自ら金欲しさに「闇バイト」を求め、釣られた結果、犯罪に加わってしまう。一連の流れに対して、自己責任ではないかという声は確実にある。ただ兼近は「『自己責任でいい』というスタンスだから、ずっとこういうことが起きている」と切り出すと、「学校でも小学校1年生、2年生で逸脱した行為をした人は、先生から『ダメですよ』となるべく注意されて、矯正されて、教育を受けてある程度大人になっていく。それが足りなかった人たちが中学校に入っても、それをやっていましたとなると『自己責任でいい』と放っておかれる。それから高校に行きました、むしろ高校に行けませんでした、となると放っておかれた人は同じような仲間を集める。これが繋がって大人になってもこうなっている」と、放置した結果が招いている負の連鎖だとした。

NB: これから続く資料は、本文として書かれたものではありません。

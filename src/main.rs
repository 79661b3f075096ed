//! cardsync CLI
//!
//! Two-way sync between markdown kanban cards and a remote task-list service.

use clap::Parser;
use cardsync::cli::Cli;
use cardsync::output::{emit_error, infer_command_name_from_args};
use tracing_subscriber::{fmt, prelude::*, EnvFilter};

fn main() {
    // Tracing is opt-in via RUST_LOG.
    // Keep startup robust in CI/robot envs: ignore invalid/huge filters.
    let filter = std::env::var("RUST_LOG")
        .ok()
        .and_then(|raw| {
            let raw = raw.trim();
            if raw.is_empty() || raw.len() > 4096 {
                return None;
            }
            EnvFilter::try_new(raw).ok()
        })
        .unwrap_or_else(|| EnvFilter::new("off"));

    tracing_subscriber::registry()
        .with(fmt::layer().with_writer(std::io::stderr))
        .with(filter)
        .init();

    let command = infer_command_name_from_args();
    let cli = Cli::parse();
    let json = cli.json;
    if let Err(err) = cli.run() {
        let _ = emit_error(&command, &err, json);
        std::process::exit(err.exit_code());
    }
}
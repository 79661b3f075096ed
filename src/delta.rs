//! Pending changes between the local vault and the remote service.
//!
//! A `Delta` is the ledger of work that has been discovered but not yet
//! applied. It survives across fetches so the same change is not reported
//! twice, and it is emptied only after a successful sync.

use serde::Serialize;

use crate::resolver::Reconcilable;

/// Changes discovered remotely that must be written locally.
#[derive(Debug, Clone, PartialEq, Eq, Serialize)]
pub struct OriginDelta<T> {
    pub add: Vec<T>,
    pub modify: Vec<T>,
    /// Local entries pointing at a remote entity that no longer exists.
    pub remove_id: Vec<T>,
}

/// Changes discovered locally that must be pushed to the remote service.
#[derive(Debug, Clone, PartialEq, Eq, Serialize)]
pub struct RemoteDelta<T> {
    pub add: Vec<T>,
    pub modify: Vec<T>,
    pub delete: Vec<T>,
}

#[derive(Debug, Clone, PartialEq, Eq, Serialize)]
pub struct Delta<T> {
    pub to_origin: OriginDelta<T>,
    pub to_remote: RemoteDelta<T>,
}

impl<T> Default for OriginDelta<T> {
    fn default() -> Self {
        Self {
            add: Vec::new(),
            modify: Vec::new(),
            remove_id: Vec::new(),
        }
    }
}

impl<T> Default for RemoteDelta<T> {
    fn default() -> Self {
        Self {
            add: Vec::new(),
            modify: Vec::new(),
            delete: Vec::new(),
        }
    }
}

impl<T> Default for Delta<T> {
    fn default() -> Self {
        Self {
            to_origin: OriginDelta::default(),
            to_remote: RemoteDelta::default(),
        }
    }
}

impl<T> OriginDelta<T> {
    pub fn len(&self) -> usize {
        self.add.len() + self.modify.len() + self.remove_id.len()
    }

    pub fn is_empty(&self) -> bool {
        self.len() == 0
    }
}

impl<T> RemoteDelta<T> {
    pub fn len(&self) -> usize {
        self.add.len() + self.modify.len() + self.delete.len()
    }

    pub fn is_empty(&self) -> bool {
        self.len() == 0
    }
}

impl<T> Delta<T> {
    pub fn new() -> Self {
        Self::default()
    }

    pub fn is_empty(&self) -> bool {
        self.to_origin.is_empty() && self.to_remote.is_empty()
    }
}

impl<T: Reconcilable> Delta<T> {
    /// Entries that already account for something present remotely.
    pub fn remote_filters(&self) -> impl Iterator<Item = &T> {
        self.to_remote
            .delete
            .iter()
            .chain(&self.to_origin.add)
            .chain(&self.to_origin.modify)
            .chain(&self.to_remote.modify)
    }

    /// Entries that already account for something present locally.
    pub fn origin_filters(&self) -> impl Iterator<Item = &T> {
        self.to_remote
            .add
            .iter()
            .chain(&self.to_origin.modify)
            .chain(&self.to_remote.modify)
    }

    /// Queue a push of `entry`, replacing any earlier push of the same entity.
    /// A pending pull of the same entity is dropped; the local edit is newer.
    pub fn replace_remote_modify(&mut self, entry: T) {
        self.to_remote.modify.retain(|queued| !queued.equals(&entry));
        self.to_remote.add.retain(|queued| !queued.equals(&entry));
        self.to_origin.modify.retain(|queued| !queued.equals(&entry));
        self.to_remote.modify.push(entry);
    }

    /// Queue a creation unless an identical one is already pending.
    pub fn push_remote_add(&mut self, entry: T) -> bool {
        let pending = self
            .to_remote
            .add
            .iter()
            .any(|queued| queued.equals(&entry) || queued.same_unsynced(&entry));
        if pending {
            return false;
        }
        self.to_remote.add.push(entry);
        true
    }

    /// Queue a remote deletion, dropping any pending push or pull of the same
    /// entity.
    pub fn push_remote_delete(&mut self, entry: T) {
        self.to_remote.modify.retain(|queued| !queued.equals(&entry));
        self.to_origin.modify.retain(|queued| !queued.equals(&entry));
        if !self.to_remote.delete.iter().any(|queued| queued.equals(&entry)) {
            self.to_remote.delete.push(entry);
        }
    }
}

/// Totals shown in the status line.
#[derive(Debug, Clone, Copy, PartialEq, Eq, Default, Serialize)]
pub struct DeltaCounts {
    pub to_origin: usize,
    pub to_remote: usize,
}

impl DeltaCounts {
    pub fn of<T>(delta: &Delta<T>) -> Self {
        Self {
            to_origin: delta.to_origin.len(),
            to_remote: delta.to_remote.len(),
        }
    }

    pub fn is_empty(&self) -> bool {
        self.to_origin == 0 && self.to_remote == 0
    }
}

impl std::ops::Add for DeltaCounts {
    type Output = DeltaCounts;

    fn add(self, rhs: DeltaCounts) -> DeltaCounts {
        DeltaCounts {
            to_origin: self.to_origin + rhs.to_origin,
            to_remote: self.to_remote + rhs.to_remote,
        }
    }
}
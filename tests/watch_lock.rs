mod support;

use std::sync::Arc;
use std::time::Duration;

use cardsync::config::Config;
use cardsync::engine::{EngineSettings, SyncEngine};
use cardsync::lock::FileLock;
use cardsync::watch::{self, WatchOptions, WATCH_LOCK};
use cardsync::Error;
use support::{FakeRemote, TestVault};

fn watch_engine(vault: &TestVault) -> Arc<SyncEngine> {
    Arc::new(SyncEngine::new(
        Arc::new(vault.vault.clone()),
        Arc::new(FakeRemote::default()),
        EngineSettings::default(),
    ))
}

fn options() -> WatchOptions {
    WatchOptions {
        sync_enabled: false,
        ..WatchOptions::from_config(&Config::default())
    }
}

#[tokio::test]
async fn second_watcher_is_refused() {
    let vault = TestVault::new();
    let _held = FileLock::acquire(vault.path().join(WATCH_LOCK), 1_000).expect("hold lock");

    let result = watch::run(watch_engine(&vault), &vault.vault, options(), async {}).await;
    assert!(matches!(result, Err(Error::LockFailed(_))));
}

#[tokio::test]
async fn watch_stops_on_shutdown_and_releases_lock() {
    let vault = TestVault::new();
    vault.write_card("Inbox.md", "- [ ] Call back\n");
    let engine = watch_engine(&vault);

    let shutdown = tokio::time::sleep(Duration::from_millis(100));
    watch::run(engine.clone(), &vault.vault, options(), shutdown)
        .await
        .expect("watch runs");

    let relock = FileLock::try_acquire(vault.path().join(WATCH_LOCK)).expect("probe lock");
    assert!(relock.is_some());
    assert!(engine.jobs().is_empty());
}
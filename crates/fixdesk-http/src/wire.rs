// SPDX-FileCopyrightText: 2026 Fixdesk Contributors
// SPDX-License-Identifier: MIT OR Apache-2.0

//! Request and response bodies that exist only on the wire.
//!
//! Domain records (messages, logs, knowledge entries) serialize directly
//! from `fixdesk_core::types`; these are the envelopes around them.

use fixdesk_core::types::{ContextMessage, ConversationId, LogId};
use serde::{Deserialize, Serialize};

/// FastAPI-style error body: `{"detail": "..."}` or a list of validation errors.
#[derive(Debug, Deserialize)]
pub struct ApiErrorBody {
    pub detail: serde_json::Value,
}

impl ApiErrorBody {
    pub fn into_message(self) -> String {
        match self.detail {
            serde_json::Value::String(s) => s,
            other => other.to_string(),
        }
    }
}

#[derive(Debug, Serialize, Deserialize)]
pub struct ResolvedBody {
    pub resolved: bool,
}

#[derive(Debug, Serialize)]
pub struct CreateConversationRequest<'a> {
    #[serde(rename = "logId")]
    pub log_id: LogId,
    pub messages: &'a [ContextMessage],
}

#[derive(Debug, Deserialize)]
pub struct ConversationCreated {
    #[serde(rename = "ConversationId")]
    pub conversation_id: ConversationId,
}

/// Conversation ids travel as strings to the solution and assistant endpoints.
#[derive(Debug, Serialize)]
pub struct SolutionRequest<'a> {
    pub conversation_id: String,
    pub log_content: &'a str,
}

#[derive(Debug, Deserialize)]
pub struct SolutionResponse {
    #[serde(rename = "knownError")]
    pub known_error: bool,
    #[serde(default)]
    pub solution: Option<String>,
    #[serde(rename = "generatedSolution", default)]
    pub generated_solution: Option<String>,
}

#[derive(Debug, Serialize)]
pub struct SolutionUpdate<'a> {
    pub solution: &'a str,
}

/// Response of `GET /test-db`.
#[derive(Debug, Deserialize)]
pub struct DbCheck {
    pub success: bool,
    #[serde(default)]
    pub error: Option<String>,
}

#[derive(Debug, Serialize)]
pub struct QueryRequest<'a> {
    pub conversation_id: String,
    pub query: &'a str,
}

#[derive(Debug, Deserialize)]
pub struct QueryResponse {
    pub answer: String,
}

#[derive(Debug, Serialize)]
pub struct PreloadRequest<'a> {
    pub conversation_id: String,
    pub messages: &'a [ContextMessage],
}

さらには「そこを強制しないまま走らせているから、真面目そうな若者でも、わからないまま手を出している。『自己責任だよ』で放っておくと、この若者は誰かみんなが放っとかれて、また同じ道を走る。放っておいた人が被害を受けて『なんでこんなことするんだ』と言い出すので、全部つながっている。だから一人一人が自己責任ではなくて、放っておかれた人の末路だ。ちゃんと自分事にしていかないと、被害を受けるのは自分たち。それをなくすためにやっぱり若者たちと密接に関わっていかなきゃいけない」と語った。
■「引っ張り込んでいるのは大人。子どもたちの事件ではない」
闇バイトに関わる若者たちも、そのパターンはそれぞれ違う。危険性について「わかっているけどしかたなくやる人」「わからなくてやっている人」「わかっていてやりたくてやっている人」と、3パターンいると兼近は分けて説明した。また、闇バイトに誘う側の者については「悪いやつらは仲間に引き入れるという手も使う。『ここがお前の場所だぜ』と言いつつ、さらに『殺すぞ』と追い込みもかける。(グループに)いたら得もできるし、楽しくもあるが、そこから出たら誰も相手してくれないとなれば(グループに)いるかもしれない。逃げたら怖いが、いれば友だちがいるからだ」と、孤立した若者が巻き込まれ、かつ抜け出せなくなる状況を説明した。
さらに実際の犯行はせず、指示役に回る大人の罪深さについても指摘した。「結局こういうのは大人が動かしている。助けてくれるのも大人だが、引っ張り込んでいるのも大人。子どもたちの事件みたいにしているが、大半はやっぱりいいように使いたい大人が多い。これは本当に大人の事件で、闇バイトを子どもの問題としたらいけない。闇バイトを動かしている人たちも、もともとはどこからも求められてない子どもだった。こういう世界だから輝けると走ってきた人たち。その手前の子どもたちを守らないといけない」。孤立した子どもが闇の世界で大人になり、さらに闇へと子どもを誘い入れる悪循環を止めるため、今の子どもたちを守ることの重要性を説いていた。